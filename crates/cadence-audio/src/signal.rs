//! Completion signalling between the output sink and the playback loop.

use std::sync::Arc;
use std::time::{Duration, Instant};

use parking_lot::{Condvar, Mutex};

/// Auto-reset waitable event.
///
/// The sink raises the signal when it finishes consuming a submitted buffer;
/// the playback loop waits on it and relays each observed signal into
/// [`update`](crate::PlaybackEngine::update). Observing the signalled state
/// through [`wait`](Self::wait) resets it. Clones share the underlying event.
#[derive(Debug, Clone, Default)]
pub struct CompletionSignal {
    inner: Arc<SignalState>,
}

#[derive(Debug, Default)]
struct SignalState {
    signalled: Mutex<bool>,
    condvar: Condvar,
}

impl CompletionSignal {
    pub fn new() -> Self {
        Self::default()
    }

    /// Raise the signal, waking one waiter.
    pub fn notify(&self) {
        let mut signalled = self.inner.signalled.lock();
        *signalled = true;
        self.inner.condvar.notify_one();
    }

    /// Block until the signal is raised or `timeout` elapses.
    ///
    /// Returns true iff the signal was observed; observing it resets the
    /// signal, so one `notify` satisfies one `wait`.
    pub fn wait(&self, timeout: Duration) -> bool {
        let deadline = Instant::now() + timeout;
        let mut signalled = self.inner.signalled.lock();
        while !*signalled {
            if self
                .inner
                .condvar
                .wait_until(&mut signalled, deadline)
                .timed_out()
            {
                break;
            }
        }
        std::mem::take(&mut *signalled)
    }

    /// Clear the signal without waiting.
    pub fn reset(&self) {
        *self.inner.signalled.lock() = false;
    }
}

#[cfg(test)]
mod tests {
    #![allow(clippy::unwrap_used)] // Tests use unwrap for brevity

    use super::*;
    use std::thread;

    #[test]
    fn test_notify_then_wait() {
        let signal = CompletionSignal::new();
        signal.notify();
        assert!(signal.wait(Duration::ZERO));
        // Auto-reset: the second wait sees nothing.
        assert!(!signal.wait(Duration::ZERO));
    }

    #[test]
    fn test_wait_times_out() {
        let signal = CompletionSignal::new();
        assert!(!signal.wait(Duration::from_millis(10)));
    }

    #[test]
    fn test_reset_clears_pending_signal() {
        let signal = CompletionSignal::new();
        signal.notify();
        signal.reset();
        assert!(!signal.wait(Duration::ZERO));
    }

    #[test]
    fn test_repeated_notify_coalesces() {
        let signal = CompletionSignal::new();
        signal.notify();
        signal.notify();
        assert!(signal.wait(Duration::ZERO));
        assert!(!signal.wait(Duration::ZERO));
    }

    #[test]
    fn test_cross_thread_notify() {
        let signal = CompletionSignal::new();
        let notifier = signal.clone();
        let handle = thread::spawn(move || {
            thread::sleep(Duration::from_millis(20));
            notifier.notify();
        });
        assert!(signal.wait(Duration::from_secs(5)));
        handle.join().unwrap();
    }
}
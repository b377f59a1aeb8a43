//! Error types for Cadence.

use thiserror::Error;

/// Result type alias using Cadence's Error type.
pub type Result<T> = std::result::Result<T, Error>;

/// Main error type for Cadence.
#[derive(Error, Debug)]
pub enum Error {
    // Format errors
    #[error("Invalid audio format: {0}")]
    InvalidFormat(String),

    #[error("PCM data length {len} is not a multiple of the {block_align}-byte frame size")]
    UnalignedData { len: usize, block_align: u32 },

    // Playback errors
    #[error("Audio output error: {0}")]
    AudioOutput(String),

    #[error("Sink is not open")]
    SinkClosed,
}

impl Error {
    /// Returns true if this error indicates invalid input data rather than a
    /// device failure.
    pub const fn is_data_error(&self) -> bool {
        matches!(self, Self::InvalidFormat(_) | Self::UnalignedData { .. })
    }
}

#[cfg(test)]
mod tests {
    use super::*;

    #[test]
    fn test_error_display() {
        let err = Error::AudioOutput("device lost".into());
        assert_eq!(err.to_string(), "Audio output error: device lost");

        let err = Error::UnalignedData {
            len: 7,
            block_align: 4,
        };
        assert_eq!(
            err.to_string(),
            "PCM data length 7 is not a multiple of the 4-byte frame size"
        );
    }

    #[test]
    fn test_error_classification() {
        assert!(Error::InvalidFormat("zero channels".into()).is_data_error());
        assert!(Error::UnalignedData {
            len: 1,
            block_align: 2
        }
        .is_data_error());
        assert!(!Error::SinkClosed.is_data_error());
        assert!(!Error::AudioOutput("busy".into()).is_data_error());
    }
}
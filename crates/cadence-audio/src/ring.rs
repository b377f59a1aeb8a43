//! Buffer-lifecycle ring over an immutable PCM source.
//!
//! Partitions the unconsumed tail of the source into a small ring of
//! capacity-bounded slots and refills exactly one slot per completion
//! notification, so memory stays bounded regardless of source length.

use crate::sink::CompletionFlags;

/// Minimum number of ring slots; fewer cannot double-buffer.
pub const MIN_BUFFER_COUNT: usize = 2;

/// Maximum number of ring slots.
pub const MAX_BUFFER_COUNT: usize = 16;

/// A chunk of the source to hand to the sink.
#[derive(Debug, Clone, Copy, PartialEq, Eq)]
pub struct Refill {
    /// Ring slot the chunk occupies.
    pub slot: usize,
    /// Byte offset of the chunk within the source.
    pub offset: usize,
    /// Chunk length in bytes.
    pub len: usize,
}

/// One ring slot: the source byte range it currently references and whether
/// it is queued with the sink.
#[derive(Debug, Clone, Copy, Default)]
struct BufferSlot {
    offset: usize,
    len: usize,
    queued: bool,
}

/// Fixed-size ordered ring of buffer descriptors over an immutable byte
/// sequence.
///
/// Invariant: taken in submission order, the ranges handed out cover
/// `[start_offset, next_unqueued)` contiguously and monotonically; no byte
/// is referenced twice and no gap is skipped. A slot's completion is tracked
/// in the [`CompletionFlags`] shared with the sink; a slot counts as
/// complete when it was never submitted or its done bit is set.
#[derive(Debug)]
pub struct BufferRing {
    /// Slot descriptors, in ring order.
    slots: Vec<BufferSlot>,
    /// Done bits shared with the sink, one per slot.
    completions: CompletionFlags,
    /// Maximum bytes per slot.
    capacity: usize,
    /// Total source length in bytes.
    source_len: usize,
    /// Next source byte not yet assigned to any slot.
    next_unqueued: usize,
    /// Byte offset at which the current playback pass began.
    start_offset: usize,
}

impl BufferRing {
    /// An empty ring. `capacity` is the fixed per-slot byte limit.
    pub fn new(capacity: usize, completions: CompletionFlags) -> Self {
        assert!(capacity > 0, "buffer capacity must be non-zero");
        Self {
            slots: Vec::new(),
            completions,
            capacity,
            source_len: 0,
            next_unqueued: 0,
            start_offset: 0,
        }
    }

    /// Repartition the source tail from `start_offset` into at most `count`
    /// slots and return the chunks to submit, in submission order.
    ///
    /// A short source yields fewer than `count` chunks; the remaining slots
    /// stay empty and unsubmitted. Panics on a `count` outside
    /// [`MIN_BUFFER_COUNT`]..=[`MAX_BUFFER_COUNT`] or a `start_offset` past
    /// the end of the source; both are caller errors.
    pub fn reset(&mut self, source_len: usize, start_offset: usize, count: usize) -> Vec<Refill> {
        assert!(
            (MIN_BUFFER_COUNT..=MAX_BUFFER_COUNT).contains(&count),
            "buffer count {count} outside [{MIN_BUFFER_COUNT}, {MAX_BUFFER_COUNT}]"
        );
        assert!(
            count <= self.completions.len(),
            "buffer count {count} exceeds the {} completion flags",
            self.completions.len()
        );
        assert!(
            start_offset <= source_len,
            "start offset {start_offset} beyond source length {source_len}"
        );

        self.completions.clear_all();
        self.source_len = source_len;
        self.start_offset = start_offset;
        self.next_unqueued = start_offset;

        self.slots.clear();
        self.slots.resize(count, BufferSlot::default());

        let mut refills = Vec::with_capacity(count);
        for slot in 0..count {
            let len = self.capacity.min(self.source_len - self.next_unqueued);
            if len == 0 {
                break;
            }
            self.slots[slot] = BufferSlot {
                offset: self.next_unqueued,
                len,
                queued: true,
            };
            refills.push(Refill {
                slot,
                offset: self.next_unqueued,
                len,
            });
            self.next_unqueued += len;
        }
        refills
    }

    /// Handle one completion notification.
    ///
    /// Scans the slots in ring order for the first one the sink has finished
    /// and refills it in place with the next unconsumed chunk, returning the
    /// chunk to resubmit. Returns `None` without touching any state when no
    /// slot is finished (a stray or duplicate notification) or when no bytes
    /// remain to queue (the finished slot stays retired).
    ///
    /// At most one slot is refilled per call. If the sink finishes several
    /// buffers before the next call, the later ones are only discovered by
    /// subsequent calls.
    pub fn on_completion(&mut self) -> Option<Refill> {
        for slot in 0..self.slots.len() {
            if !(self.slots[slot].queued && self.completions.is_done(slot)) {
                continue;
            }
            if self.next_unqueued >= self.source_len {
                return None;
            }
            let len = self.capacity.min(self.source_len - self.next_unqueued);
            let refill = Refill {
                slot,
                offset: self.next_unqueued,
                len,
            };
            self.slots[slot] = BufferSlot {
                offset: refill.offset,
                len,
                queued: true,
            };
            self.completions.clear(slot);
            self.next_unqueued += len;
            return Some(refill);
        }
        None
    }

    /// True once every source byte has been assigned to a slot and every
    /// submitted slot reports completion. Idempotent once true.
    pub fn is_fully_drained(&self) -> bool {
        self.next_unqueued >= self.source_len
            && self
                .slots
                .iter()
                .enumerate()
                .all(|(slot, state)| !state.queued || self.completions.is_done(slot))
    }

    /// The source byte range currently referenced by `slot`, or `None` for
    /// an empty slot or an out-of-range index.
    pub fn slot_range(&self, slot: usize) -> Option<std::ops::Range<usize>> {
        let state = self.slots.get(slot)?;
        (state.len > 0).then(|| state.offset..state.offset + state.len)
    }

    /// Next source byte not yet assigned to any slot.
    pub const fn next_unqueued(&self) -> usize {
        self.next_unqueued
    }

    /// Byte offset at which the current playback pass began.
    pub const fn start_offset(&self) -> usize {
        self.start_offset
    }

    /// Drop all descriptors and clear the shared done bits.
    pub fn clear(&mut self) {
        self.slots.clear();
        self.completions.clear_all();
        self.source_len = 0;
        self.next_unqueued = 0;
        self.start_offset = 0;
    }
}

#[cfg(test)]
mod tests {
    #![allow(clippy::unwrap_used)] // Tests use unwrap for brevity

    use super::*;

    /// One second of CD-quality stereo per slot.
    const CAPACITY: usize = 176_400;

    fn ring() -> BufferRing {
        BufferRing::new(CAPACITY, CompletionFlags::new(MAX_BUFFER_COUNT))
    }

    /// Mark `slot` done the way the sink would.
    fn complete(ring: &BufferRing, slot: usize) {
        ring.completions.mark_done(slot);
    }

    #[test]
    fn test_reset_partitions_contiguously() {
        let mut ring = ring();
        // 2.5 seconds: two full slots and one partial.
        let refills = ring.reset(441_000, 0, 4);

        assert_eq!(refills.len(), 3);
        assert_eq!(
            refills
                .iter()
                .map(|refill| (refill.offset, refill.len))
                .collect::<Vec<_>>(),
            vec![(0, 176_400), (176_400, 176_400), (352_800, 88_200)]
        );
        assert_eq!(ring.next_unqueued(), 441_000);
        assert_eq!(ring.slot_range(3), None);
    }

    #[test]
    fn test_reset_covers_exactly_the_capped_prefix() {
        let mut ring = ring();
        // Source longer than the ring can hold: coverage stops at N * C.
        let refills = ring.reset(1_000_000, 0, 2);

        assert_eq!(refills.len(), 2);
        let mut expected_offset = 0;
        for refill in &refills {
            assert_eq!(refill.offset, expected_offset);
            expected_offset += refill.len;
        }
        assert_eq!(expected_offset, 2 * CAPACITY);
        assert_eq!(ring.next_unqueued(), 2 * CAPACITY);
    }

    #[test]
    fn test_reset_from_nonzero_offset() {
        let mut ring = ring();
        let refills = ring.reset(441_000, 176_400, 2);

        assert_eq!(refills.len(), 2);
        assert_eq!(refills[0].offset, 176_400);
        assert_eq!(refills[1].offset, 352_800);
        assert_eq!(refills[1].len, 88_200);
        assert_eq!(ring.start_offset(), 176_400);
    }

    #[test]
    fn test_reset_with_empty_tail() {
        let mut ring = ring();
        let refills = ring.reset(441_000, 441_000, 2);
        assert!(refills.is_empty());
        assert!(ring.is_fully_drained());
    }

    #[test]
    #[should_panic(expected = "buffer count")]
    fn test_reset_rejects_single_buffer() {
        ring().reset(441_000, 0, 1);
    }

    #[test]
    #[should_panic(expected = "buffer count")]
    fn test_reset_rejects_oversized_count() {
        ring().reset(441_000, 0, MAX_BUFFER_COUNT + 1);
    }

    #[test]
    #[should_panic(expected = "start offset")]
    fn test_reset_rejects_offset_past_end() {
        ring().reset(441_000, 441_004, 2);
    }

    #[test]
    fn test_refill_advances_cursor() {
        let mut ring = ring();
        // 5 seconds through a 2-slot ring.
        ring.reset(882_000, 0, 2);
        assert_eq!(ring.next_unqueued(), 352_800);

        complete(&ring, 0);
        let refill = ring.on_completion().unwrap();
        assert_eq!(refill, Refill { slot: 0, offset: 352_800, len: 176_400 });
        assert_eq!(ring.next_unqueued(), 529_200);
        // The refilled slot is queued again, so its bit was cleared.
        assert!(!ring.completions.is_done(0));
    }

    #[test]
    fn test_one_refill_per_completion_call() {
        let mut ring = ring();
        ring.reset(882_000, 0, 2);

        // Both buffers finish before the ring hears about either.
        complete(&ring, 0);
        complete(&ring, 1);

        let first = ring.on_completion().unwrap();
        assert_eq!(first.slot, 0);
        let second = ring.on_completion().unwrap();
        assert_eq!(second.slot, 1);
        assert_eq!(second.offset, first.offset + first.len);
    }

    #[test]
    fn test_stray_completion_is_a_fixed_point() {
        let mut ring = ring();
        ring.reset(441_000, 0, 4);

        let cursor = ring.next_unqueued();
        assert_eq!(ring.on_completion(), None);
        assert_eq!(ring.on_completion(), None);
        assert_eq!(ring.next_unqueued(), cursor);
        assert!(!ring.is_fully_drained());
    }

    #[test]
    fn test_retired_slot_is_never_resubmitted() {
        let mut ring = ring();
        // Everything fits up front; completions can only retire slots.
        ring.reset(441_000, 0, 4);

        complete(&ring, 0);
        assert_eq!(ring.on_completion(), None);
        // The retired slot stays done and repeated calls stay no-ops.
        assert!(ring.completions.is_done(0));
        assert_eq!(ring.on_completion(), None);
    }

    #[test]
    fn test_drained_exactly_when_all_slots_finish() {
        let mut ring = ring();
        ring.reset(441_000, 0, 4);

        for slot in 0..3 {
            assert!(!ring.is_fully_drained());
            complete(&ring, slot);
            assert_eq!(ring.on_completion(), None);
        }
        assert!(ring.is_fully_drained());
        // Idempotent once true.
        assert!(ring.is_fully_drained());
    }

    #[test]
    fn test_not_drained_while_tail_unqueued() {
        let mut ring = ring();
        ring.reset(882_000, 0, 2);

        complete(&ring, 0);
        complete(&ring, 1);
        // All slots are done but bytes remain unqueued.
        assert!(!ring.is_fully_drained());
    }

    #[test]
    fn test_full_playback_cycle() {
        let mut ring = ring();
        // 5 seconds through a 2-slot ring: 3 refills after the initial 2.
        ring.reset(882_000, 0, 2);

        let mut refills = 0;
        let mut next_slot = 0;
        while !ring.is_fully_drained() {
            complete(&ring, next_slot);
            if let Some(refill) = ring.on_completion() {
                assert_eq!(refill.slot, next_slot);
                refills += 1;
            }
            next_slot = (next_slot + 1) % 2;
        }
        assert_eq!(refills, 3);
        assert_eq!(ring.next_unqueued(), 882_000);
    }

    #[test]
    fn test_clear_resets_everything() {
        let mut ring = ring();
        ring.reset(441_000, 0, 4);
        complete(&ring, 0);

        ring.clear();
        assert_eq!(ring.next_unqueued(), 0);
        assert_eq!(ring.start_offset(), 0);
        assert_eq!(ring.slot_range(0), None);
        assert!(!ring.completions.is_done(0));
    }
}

• • • •

* [Work required] Search the listing above for the lines with "type for Cadence." and "rather than a", then output those lines and all lines between them exactly.

* [Answer space]
/// Main error type for Cadence.
#[derive(Error, Debug)]
pub enum Error {
    // Format errors
    #[error("Invalid audio format: {0}")]
    InvalidFormat(String),

    #[error("PCM data length {len} is not a multiple of the {block_align}-byte frame size")]
    UnalignedData { len: usize, block_align: u32 },

    // Playback errors
    #[error("Audio output error: {0}")]
    AudioOutput(String),

    #[error("Sink is not open")]
    SinkClosed,
}

impl Error {
    /// Returns true if this error indicates invalid input data rather than a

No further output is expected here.